The warden of Skellig Michael: ‘I have seen people just start bawling crying’

Robert L Harris on spending 34 years as warden of the remote, monastic island

Robert L Harris, the warden of Skellig Michael, is an American who has lived on the largest of the Skellig islands every summer for 34 years. He has just published a memoir, Returning Light, about life on that wild and remote island. Skellig Michael is famous for an ancient monastic settlement of stone beehive huts, iconic jagged peaks, colonies of sea birds and, most recently, being a location for Star Wars: The Force Awakens.

If the sea is rough, and I know that no boats are going to land that day, that can be liberating, because then I know I've got time to myself

Harris had lived all over the world before coming to Ireland. He was born in Peru and lived as a child in Bermuda. He was living in Leitrim 34 years ago with his Kerry-born wife, Maigread, an artist he met while studying in Edinburgh. When visiting his mother-in-law in Killarney he saw a job ad in the Kerryman newspaper for a "guide and information officer". He had once been to Skellig Michael with his wife and loved it. So he decided to apply.

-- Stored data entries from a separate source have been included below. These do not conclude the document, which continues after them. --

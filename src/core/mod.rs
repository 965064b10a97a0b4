//! Geometry and statistics shared by every chart family.
//!
//! Everything here is pure: no rendering backend, no global state.

pub mod color_scale;
pub mod curve;
pub mod hierarchy;
pub mod palette;
pub mod primitives;
pub mod projection;
pub mod scale;
pub mod statistics;
pub mod time_scale;
pub mod types;
pub mod value;

pub use color_scale::{ColorScale, ColorScaleKind, HEAT_BUCKETS, heat_color};
pub use hierarchy::{CategoryWeight, partition_angles, rollup_by_category, slice_dice, squarify};
pub use palette::{DEFAULT_PALETTE, OrdinalScale, palette_color, parse_css_color};
pub use projection::{LatLng, MercatorProjection};
pub use scale::{BandScale, LinearScale, tick_step, ticks};
pub use statistics::{BoxStatistics, numeric_values, quantile_sorted};
pub use time_scale::TimeScale;
pub use types::{Bounds, Point, Viewport};
pub use value::{DataRow, DataValue, MAX_NUMERIC_MAGNITUDE, distinct_values};
pub fn compute_cartesian(
    config: &ChartConfiguration,
    rows: &[DataRow],
    kind: CartesianKind,
    plot: Bounds,
    tuning: &LayoutTuning,
) -> ChartResult<CartesianGeometry> {
    let x_field = required(config.x_field(), "xAxis.field")?;
    if config.series.is_empty() {
        return Err(ChartError::InvalidConfig(
            "missing required binding `series`".to_owned(),
        ));
    }

    let categories = distinct_values(rows, x_field);
    let horizontal = kind == CartesianKind::Bar;
    let stackable = kind != CartesianKind::Scatter;
    let palette = config.palette();

    // Aggregate each series per category; non-numeric values are skipped.
    let mut sums: Vec<IndexMap<String, f64>> = Vec::with_capacity(config.series.len());
    for series in &config.series {
        let mut per_category = IndexMap::new();
        for row in rows {
            if let Some(value) = row.number(&series.field) {
                *per_category.entry(row.text(x_field)).or_insert(0.0) += value;
            }
        }
        sums.push(per_category);
    }

    let stacks: Vec<Option<String>> = config
        .series
        .iter()
        .map(|series| {
            if !stackable {
                return None;
            }
            series
                .stack_id
                .clone()
                .filter(|id| !id.trim().is_empty())
                .or_else(|| config.stacked.then(|| IMPLICIT_STACK.to_owned()))
        })
        .collect();
    let right_axis: Vec<bool> = config
        .series
        .iter()
        .map(|series| !horizontal && series.uses_right_axis())
        .collect();

    // Stack baselines: positive and negative values accumulate separately.
    let mut accumulators: IndexMap<(String, bool, String), (f64, f64)> = IndexMap::new();
    let mut spans: Vec<Vec<(String, f64, f64)>> = Vec::with_capacity(sums.len());
    for (index, per_category) in sums.iter().enumerate() {
        let mut series_spans = Vec::with_capacity(categories.len());
        for category in &categories {
            let Some(value) = per_category.get(category).copied() else {
                continue;
            };
            let base = match &stacks[index] {
                Some(stack) => {
                    let key = (stack.clone(), right_axis[index], category.clone());
                    let (positive, negative) = accumulators.entry(key).or_insert((0.0, 0.0));
                    if value >= 0.0 {
                        let base = *positive;
                        *positive += value;
                        base
                    } else {
                        let base = *negative;
                        *negative += value;
                        base
                    }
                }
                None => 0.0,
            };
            series_spans.push((category.clone(), value, base));
        }
        spans.push(series_spans);
    }

    let include_zero = matches!(
        kind,
        CartesianKind::Bar | CartesianKind::Column | CartesianKind::Area
    );
    let value_range = if horizontal {
        (plot.x, plot.right())
    } else {
        (plot.bottom(), plot.y)
    };
    let extent = |right: bool| {
        let mut low = f64::INFINITY;
        let mut high = f64::NEG_INFINITY;
        for (index, series_spans) in spans.iter().enumerate() {
            if right_axis[index] != right {
                continue;
            }
            for (_, value, base) in series_spans {
                low = low.min(base.min(base + value));
                high = high.max(base.max(base + value));
            }
        }
        (low, high)
    };
    let (low, high) = extent(false);
    let value_scale = crate::layout::chrome::value_scale(
        low,
        high,
        config.y_axis.as_ref(),
        include_zero,
        tuning,
        value_range,
    )?;
    let right_scale = if right_axis.iter().any(|right| *right) {
        let (low, high) = extent(true);
        Some(crate::layout::chrome::value_scale(
            low,
            high,
            config.y_axis_right.as_ref(),
            include_zero,
            tuning,
            value_range,
        )?)
    } else {
        None
    };

    let x_scale = if kind == CartesianKind::Scatter {
        numeric_extent(rows, x_field)
            .map(|(low, high)| {
                LinearScale::from_extent(low, high)
                    .nice(tuning.tick_count)
                    .with_range(plot.x, plot.right())
            })
            .transpose()?
    } else {
        None
    };

    let band = if x_scale.is_some() {
        None
    } else {
        let (start, end) = if horizontal {
            (plot.y, plot.bottom())
        } else {
            (plot.x, plot.right())
        };
        let band = BandScale::new(categories.clone(), start, end);
        Some(match kind {
            CartesianKind::Bar | CartesianKind::Column => band.with_padding(0.2, 0.1),
            _ => band.with_padding(0.0, 0.0),
        })
    };

    // Bar groups: one slot per stack, one per unstacked series.
    let mut groups: IndexSet<String> = IndexSet::new();
    let group_of: Vec<usize> = stacks
        .iter()
        .enumerate()
        .map(|(index, stack)| {
            let key = stack
                .as_ref()
                .map_or_else(|| format!("series-{index}"), |stack| format!("stack-{stack}"));
            groups.insert_full(key).0
        })
        .collect();

    let mut series_out = Vec::with_capacity(config.series.len());
    for (index, series) in config.series.iter().enumerate() {
        let scale = if right_axis[index] {
            right_scale.unwrap_or(value_scale)
        } else {
            value_scale
        };
        let color = configured_color(series.color.as_deref(), palette_color(index, palette));
        let marks = match (kind, &band) {
            (CartesianKind::Scatter, _) => scatter_marks(
                rows,
                x_field,
                &series.field,
                scale,
                x_scale,
                band.as_ref(),
            ),
            (CartesianKind::Bar | CartesianKind::Column, Some(band)) => {
                let slot_width = band.bandwidth() / groups.len().max(1) as f64;
                spans[index]
                    .iter()
                    .filter_map(|(category, value, base)| {
                        let slot = band.position(category)? + slot_width * group_of[index] as f64;
                        let from = scale.map(*base);
                        let to = scale.map(base + value);
                        let (bounds, point) = if horizontal {
                            (
                                Bounds::new(from.min(to), slot, (to - from).abs(), slot_width),
                                Point::new(to, slot + slot_width / 2.0),
                            )
                        } else {
                            (
                                Bounds::new(slot, from.min(to), slot_width, (to - from).abs()),
                                Point::new(slot + slot_width / 2.0, to),
                            )
                        };
                        Some(CartesianMark {
                            category: category.clone(),
                            value: *value,
                            base: *base,
                            bounds,
                            point,
                        })
                    })
                    .collect()
            }
            (_, Some(band)) => spans[index]
                .iter()
                .filter_map(|(category, value, base)| {
                    let x = band.center(category)?;
                    let y = scale.map(base + value);
                    Some(CartesianMark {
                        category: category.clone(),
                        value: *value,
                        base: *base,
                        bounds: Bounds::new(x, y, 0.0, 0.0),
                        point: Point::new(x, y),
                    })
                })
                .collect(),
            (_, None) => Vec::new(),
        };
        let (default_stroke, default_opacity) = match kind {
            CartesianKind::Bar | CartesianKind::Column => (0.0, 1.0),
            CartesianKind::Line => (2.0, 1.0),
            CartesianKind::Area => (2.0, 0.3),
            CartesianKind::Scatter => (1.0, 0.7),
        };
        series_out.push(CartesianSeries {
            field: series.field.clone(),
            label: series.display_label().to_owned(),
            color,
            right_axis: right_axis[index],
            stack: stacks[index].clone(),
            stroke_width: series
                .stroke_width
                .filter(|width| width.is_finite() && *width > 0.0)
                .unwrap_or(default_stroke),
            fill_opacity: series
                .fill_opacity
                .filter(|opacity| opacity.is_finite())
                .map_or(default_opacity, |opacity| opacity.clamp(0.0, 1.0)),
            marks,
        });
    }

    debug!(
        ?kind,
        categories = categories.len(),
        series = series_out.len(),
        "cartesian layout computed"
    );
    Ok(CartesianGeometry {
        kind,
        plot,
        categories,
        band,
        x_scale,
        value_scale,
        right_scale,
        series: series_out,
    })
}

“Like a lot of young people, I possibly was going to go to New York and write novels,” he says. “But it was a vague idea. And so I kind of fell into doing a postgraduate degree in Edinburgh and by default I ended up in Ireland . . . Next thing I knew, I was on the island. I had no idea that I would be working there for 34 years.”

Dangerous parts

What did the job involve then? “There had been resident archaeologists there for a few previous years, but they weren’t going to be there in a permanent fashion anymore. And the island had been closed the previous year because there were dangerous parts of the walls that had to be repaired. So all of a sudden it was going to be open to the public again and I suppose the government decided that it needed to have a permanent presence there.”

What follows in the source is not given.